In my own strange Christmas Eve tradition, I’m spending this late afternoon sorting flies and setting up Drosophila cultures — I’m not even done with grading and I have to get to work on next semester’s labs.
Bronze Dog says
My brother had a few entries that got passed over.
No Peace on Earth With Atheists Under Fire
Get Out of Hell Free Card
JScarry says
I just read an interesting article in the LA Times “10 Myths and Truths About Atheism”. Rather cogent for the Times but then I noticed it was by Sam Harris.
bioephemera says
I hope you’re not using ether. Christmas morning is no time for a fly-pushing hangover (although the visions of sugarplums can be fun).
Aesmael says
Sorting flies, not snorting.
Oh.

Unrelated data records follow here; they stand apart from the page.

// Resolver strategies, in default chain priority:
// - subprocess: local yt-dlp binary, stdout piped through
// - library: in-process rusty_ytdl lookup plus a direct fetch
// - relay-service: third-party relay instances returning a download URL

pub mod diagnostics;
pub mod library;
pub mod relay_service;
pub mod subprocess;

pub use diagnostics::{diagnose_error, BlockingReason};
pub use library::{LibraryResolver, LocatedTrack, RustyYtdlLocator, TrackLocator};
pub use relay_service::{EndpointQuarantine, RelayServiceResolver};
pub use subprocess::SubprocessResolver;
// Blocking diagnostics - classifies why an upstream refused us
//
// Used to annotate failure records so the aggregated error says *why*
// a strategy failed, not only that it did.

use serde::{Deserialize, Serialize};

#[derive(Debug, Clone, Copy, PartialEq, Eq, Serialize, Deserialize)]
#[serde(rename_all = "snake_case")]
pub enum BlockingReason {
    /// HTTP 403 Forbidden
    Http403Forbidden,

    /// 429 or explicit rate limit message
    RateLimited,

    /// Bot / captcha / sign-in-to-confirm gate
    BotDetection,

    /// Age gate requiring login
    AgeRestricted,

    /// Geographic restriction
    GeoBlocked,

    /// Private video
    PrivateVideo,

    /// Deleted, removed or otherwise gone
    VideoUnavailable,

    /// DRM / paid content
    DrmProtected,

    /// Timeout or refused connection
    NetworkTimeout,

    Unknown,
}

impl BlockingReason {
    /// Nothing another strategy can do about it
    pub fn is_permanent(&self) -> bool {
        matches!(
            self,
            Self::VideoUnavailable | Self::PrivateVideo | Self::DrmProtected
        )
    }

    pub fn description(&self) -> &'static str {
        match self {
            Self::Http403Forbidden => "Access denied (HTTP 403)",
            Self::RateLimited => "Rate limited by upstream",
            Self::BotDetection => "Bot detection triggered",
            Self::AgeRestricted => "Age-restricted content",
            Self::GeoBlocked => "Geographic restriction",
            Self::PrivateVideo => "Private video",
            Self::VideoUnavailable => "Video unavailable",
            Self::DrmProtected => "DRM-protected content",
            Self::NetworkTimeout => "Network timeout (possible IP throttling)",
            Self::Unknown => "Unknown blocking reason",
        }
    }
}

/// Classify an error message. `None` only for empty input.
pub fn diagnose_error(error: &str) -> Option<BlockingReason> {
    let lower = error.to_lowercase();

    if lower.contains("drm")
        || lower.contains("widevine")
        || lower.contains("requires purchase")
        || lower.contains("youtube premium")
    {
        return Some(BlockingReason::DrmProtected);
    }

    if lower.contains("age-restricted")
        || lower.contains("sign in to confirm your age")
        || lower.contains("age_verification")
    {
        return Some(BlockingReason::AgeRestricted);
    }

    if lower.contains("private video") || lower.contains("video is private") {
        return Some(BlockingReason::PrivateVideo);
    }

    if lower.contains("video unavailable")
        || lower.contains("video has been removed")
        || lower.contains("no longer available")
        || lower.contains("video is unavailable")
    {
        return Some(BlockingReason::VideoUnavailable);
    }

    if lower.contains("not available in your country") || lower.contains("blocked in your country") {
        return Some(BlockingReason::GeoBlocked);
    }

    if lower.contains("429") || lower.contains("rate limit") || lower.contains("too many requests") {
        return Some(BlockingReason::RateLimited);
    }

    if lower.contains("not a bot")
        || lower.contains("captcha")
        || lower.contains("unusual traffic")
        || lower.contains("bot detection")
    {
        return Some(BlockingReason::BotDetection);
    }

    if lower.contains("403") || lower.contains("forbidden") {
        return Some(BlockingReason::Http403Forbidden);
    }

    if lower.contains("timeout")
        || lower.contains("timed out")
        || lower.contains("connection refused")
        || lower.contains("network unreachable")
    {
        return Some(BlockingReason::NetworkTimeout);
    }

    if !error.trim().is_empty() {
        return Some(BlockingReason::Unknown);
    }

    None
}

#[cfg(test)]
mod tests {
    use super::*;

    #[test]
    fn test_403_detection() {
        let error = "ERROR: unable to download video data: HTTP Error 403: Forbidden";
        assert_eq!(diagnose_error(error), Some(BlockingReason::Http403Forbidden));
    }

    #[test]
    fn test_bot_gate_detection() {
        let error = "ERROR: [youtube] dQw4w9WgXcQ: Sign in to confirm you're not a bot";
        assert_eq!(diagnose_error(error), Some(BlockingReason::BotDetection));
    }

    #[test]
    fn test_age_restricted_detection() {
        assert_eq!(
            diagnose_error("Sign in to confirm your age"),
            Some(BlockingReason::AgeRestricted)
        );
    }

    #[test]
    fn test_unavailable_is_permanent() {
        let reason = diagnose_error("ERROR: [youtube] abc: Video unavailable").unwrap();
        assert_eq!(reason, BlockingReason::VideoUnavailable);
        assert!(reason.is_permanent());
        assert!(!BlockingReason::RateLimited.is_permanent());
    }

    #[test]
    fn test_timeout_detection() {
        assert_eq!(
            diagnose_error("yt-dlp timed out after 30s"),
            Some(BlockingReason::NetworkTimeout)
        );
    }

    #[test]
    fn test_unknown_and_empty() {
        assert_eq!(diagnose_error("weird failure"), Some(BlockingReason::Unknown));
        assert_eq!(diagnose_error("   "), None);
    }
}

Ether.
Steve LaBonne says
When I was a postdoc in a fly lab we used to have to take turns on weekends changing the feeding trays in the fly room, which had like a dozen population cages in it. No way you can open and close the netting on the front of the cages without some flies getting out. Believe me, I’ve snorted my share of flies.
Back when I was teaching a college genetics lab (and had no possibility to set up CO2 tanks) I didn’t use ether, but rather some stuff called FlyNap (sold IIRC by Carolina Biological Supply) which was supposed to be less toxic to both humans and flies. I’d guess that’s what PZ uses as well.